Information given =>
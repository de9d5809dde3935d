// Copyright (c) 2025 Felix Kahle.
//
// Permission is hereby granted, free of charge, to any person obtaining
// a copy of this software and associated documentation files (the
// "Software"), to deal in the Software without restriction, including
// without limitation the rights to use, copy, modify, merge, publish,
// distribute, sublicense, and/or sell copies of the Software, and to
// permit persons to whom the Software is furnished to do so, subject to
// the following conditions:
//
// The above copyright notice and this permission notice shall be
// included in all copies or substantial portions of the Software.
//
// THE SOFTWARE IS PROVIDED "AS IS", WITHOUT WARRANTY OF ANY KIND,
// EXPRESS OR IMPLIED, INCLUDING BUT NOT LIMITED TO THE WARRANTIES OF
// MERCHANTABILITY, FITNESS FOR A PARTICULAR PURPOSE AND
// NONINFRINGEMENT. IN NO EVENT SHALL THE AUTHORS OR COPYRIGHT HOLDERS BE
// LIABLE FOR ANY CLAIM, DAMAGES OR OTHER LIABILITY, WHETHER IN AN ACTION
// OF CONTRACT, TORT OR OTHERWISE, ARISING FROM, OUT OF OR IN CONNECTION
// WITH THE SOFTWARE OR THE USE OR OTHER DEALINGS IN THE SOFTWARE.

//! Decision tree recording
//!
//! `TreeRecorder` keeps one node per search call: the root, every child
//! searched after a placement, and every child answered by the memo table.
//! Each node carries the used capacity of every bin after the placement,
//! the weight and bin of that placement, the cut that resolved it, the
//! weight the adversary settled on and the value it returned.
//!
//! The tree can be exported as Graphviz DOT for offline inspection. Trees
//! grow quickly; `with_node_limit` caps the number of recorded nodes, deeper
//! events past the cap are counted but not stored.

use crate::{
    monitor::adversary_monitor::{AdversaryMonitor, CutReason},
    stats::SearchStatistics,
};
use binstretch_core::num::numeric::StretchNumeric;
use binstretch_model::{
    configuration::BinConfiguration, index::BinIndex, weights::WeightUniverse,
};
use std::io::Write;

/// A recorded search call.
#[derive(Debug, Clone, PartialEq, Eq)]
pub struct TreeNode<T> {
    pub parent: Option<usize>,
    pub bins_used: Vec<T>,
    pub placement: Option<(T, BinIndex)>,
    pub window: Option<(T, T)>,
    pub cut: Option<String>,
    pub next_weight: Option<T>,
    pub value: Option<T>,
}

impl<T> TreeNode<T> {
    fn new(parent: Option<usize>, bins_used: Vec<T>, placement: Option<(T, BinIndex)>) -> Self {
        Self {
            parent,
            bins_used,
            placement,
            window: None,
            cut: None,
            next_weight: None,
            value: None,
        }
    }
}

/// Records the explored decision tree.
#[derive(Debug, Clone)]
pub struct TreeRecorder<T> {
    nodes: Vec<TreeNode<T>>,
    stack: Vec<Option<usize>>,
    node_limit: Option<usize>,
    dropped: u64,
}

impl<T> Default for TreeRecorder<T>
where
    T: StretchNumeric,
{
    fn default() -> Self {
        Self::new()
    }
}

impl<T> TreeRecorder<T>
where
    T: StretchNumeric,
{
    /// Creates a recorder without a node limit.
    pub fn new() -> Self {
        Self {
            nodes: Vec::new(),
            stack: Vec::new(),
            node_limit: None,
            dropped: 0,
        }
    }

    /// Creates a recorder that stores at most `limit` nodes.
    pub fn with_node_limit(limit: usize) -> Self {
        Self {
            node_limit: Some(limit),
            ..Self::new()
        }
    }

    /// Returns the recorded nodes; index 0 is the root.
    #[inline]
    pub fn nodes(&self) -> &[TreeNode<T>] {
        &self.nodes
    }

    #[inline]
    pub fn len(&self) -> usize {
        self.nodes.len()
    }

    #[inline]
    pub fn is_empty(&self) -> bool {
        self.nodes.is_empty()
    }

    /// Returns the number of nodes not stored because of the node limit.
    #[inline]
    pub fn dropped(&self) -> u64 {
        self.dropped
    }

    #[inline]
    fn current(&mut self) -> Option<&mut TreeNode<T>> {
        let index = (*self.stack.last()?)?;
        self.nodes.get_mut(index)
    }

    #[inline]
    fn has_room(&self) -> bool {
        self.node_limit.is_none_or(|limit| self.nodes.len() < limit)
    }

    fn label(node: &TreeNode<T>, index: usize) -> String {
        let mut lines = Vec::new();
        if index == 0 {
            lines.push("Name: Root".to_string());
        }
        let bins: Vec<String> = node.bins_used.iter().map(|u| u.to_string()).collect();
        lines.push(format!("bins: [{}]", bins.join(", ")));
        if let Some((lower, upper)) = node.window {
            lines.push(format!("window: [{}, {})", lower, upper));
        }
        if let Some(cut) = &node.cut {
            lines.push(format!("cut: {}", cut));
        }
        if let Some(weight) = node.next_weight {
            lines.push(format!("Next weight: {}", weight));
        }
        if let Some(value) = node.value {
            lines.push(format!("val: {}", value));
        }
        lines.join("\\n")
    }

    /// Writes the tree as a Graphviz digraph.
    pub fn write_dot<W>(&self, out: &mut W) -> std::io::Result<()>
    where
        W: Write,
    {
        writeln!(out, "digraph search {{")?;
        writeln!(out, "  node [shape=box];")?;
        for (index, node) in self.nodes.iter().enumerate() {
            writeln!(out, "  n{} [label=\"{}\"];", index, Self::label(node, index))?;
            if let (Some(parent), Some((weight, bin))) = (node.parent, node.placement) {
                writeln!(
                    out,
                    "  n{} -> n{} [label=\"{} -> {}\"];",
                    parent,
                    index,
                    weight,
                    bin.get()
                )?;
            }
        }
        writeln!(out, "}}")
    }

    /// Returns the tree as Graphviz DOT text.
    pub fn to_dot(&self) -> String {
        let mut buffer = Vec::new();
        // Writing into a `Vec` cannot fail.
        let _ = self.write_dot(&mut buffer);
        String::from_utf8_lossy(&buffer).into_owned()
    }
}

impl<T> AdversaryMonitor<T> for TreeRecorder<T>
where
    T: StretchNumeric,
{
    fn name(&self) -> &str {
        "TreeRecorder"
    }

    fn on_enter_search(
        &mut self,
        root: &BinConfiguration<T>,
        _weights: &WeightUniverse<T>,
        _statistics: &SearchStatistics,
    ) {
        self.nodes.clear();
        self.stack.clear();
        self.dropped = 0;
        self.nodes.push(TreeNode::new(None, root.used_snapshot(), None));
        self.stack.push(Some(0));
    }

    fn on_exit_search(&mut self, _root: &BinConfiguration<T>, value: T, _statistics: &SearchStatistics) {
        if let Some(root) = self.nodes.first_mut() {
            root.value = Some(value);
        }
        self.stack.clear();
    }

    fn on_node(
        &mut self,
        _config: &BinConfiguration<T>,
        lower: T,
        upper: T,
        _depth: u64,
        _statistics: &SearchStatistics,
    ) {
        if let Some(node) = self.current() {
            node.window = Some((lower, upper));
        }
    }

    fn on_cut(&mut self, reason: CutReason<T>, _value: T, _statistics: &SearchStatistics) {
        if let Some(node) = self.current() {
            node.cut = Some(reason.to_string());
        }
    }

    fn on_memo_hit(&mut self, _value: T, _statistics: &SearchStatistics) {
        if let Some(node) = self.current() {
            node.cut = Some("Memoized value".to_string());
        }
    }

    fn on_descend(
        &mut self,
        config: &BinConfiguration<T>,
        weight: T,
        bin: BinIndex,
        _statistics: &SearchStatistics,
    ) {
        let parent = self.stack.last().copied().flatten();
        if parent.is_some() && self.has_room() {
            let index = self.nodes.len();
            self.nodes
                .push(TreeNode::new(parent, config.used_snapshot(), Some((weight, bin))));
            self.stack.push(Some(index));
        } else {
            self.dropped = self.dropped.saturating_add(1);
            self.stack.push(None);
        }
    }

    fn on_backtrack(&mut self, value: T, _statistics: &SearchStatistics) {
        if let Some(node) = self.current() {
            node.value = Some(value);
        }
        self.stack.pop();
    }

    fn on_weight_evaluated(
        &mut self,
        weight: T,
        _value: T,
        improved: bool,
        _statistics: &SearchStatistics,
    ) {
        if improved {
            if let Some(node) = self.current() {
                node.next_weight = Some(weight);
            }
        }
    }
}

Problem to solve =>
Take the line containing "self.stack.push(Some(index));" and each line after it up to the last line of the listing, and print them exactly.

Output of the exercise =>
            self.stack.push(Some(index));
        } else {
            self.dropped = self.dropped.saturating_add(1);
            self.stack.push(None);
        }
    }

    fn on_backtrack(&mut self, value: T, _statistics: &SearchStatistics) {
        if let Some(node) = self.current() {
            node.value = Some(value);
        }
        self.stack.pop();
    }

    fn on_weight_evaluated(
        &mut self,
        weight: T,
        _value: T,
        improved: bool,
        _statistics: &SearchStatistics,
    ) {
        if improved {
            if let Some(node) = self.current() {
                node.next_weight = Some(weight);
            }
        }
    }
}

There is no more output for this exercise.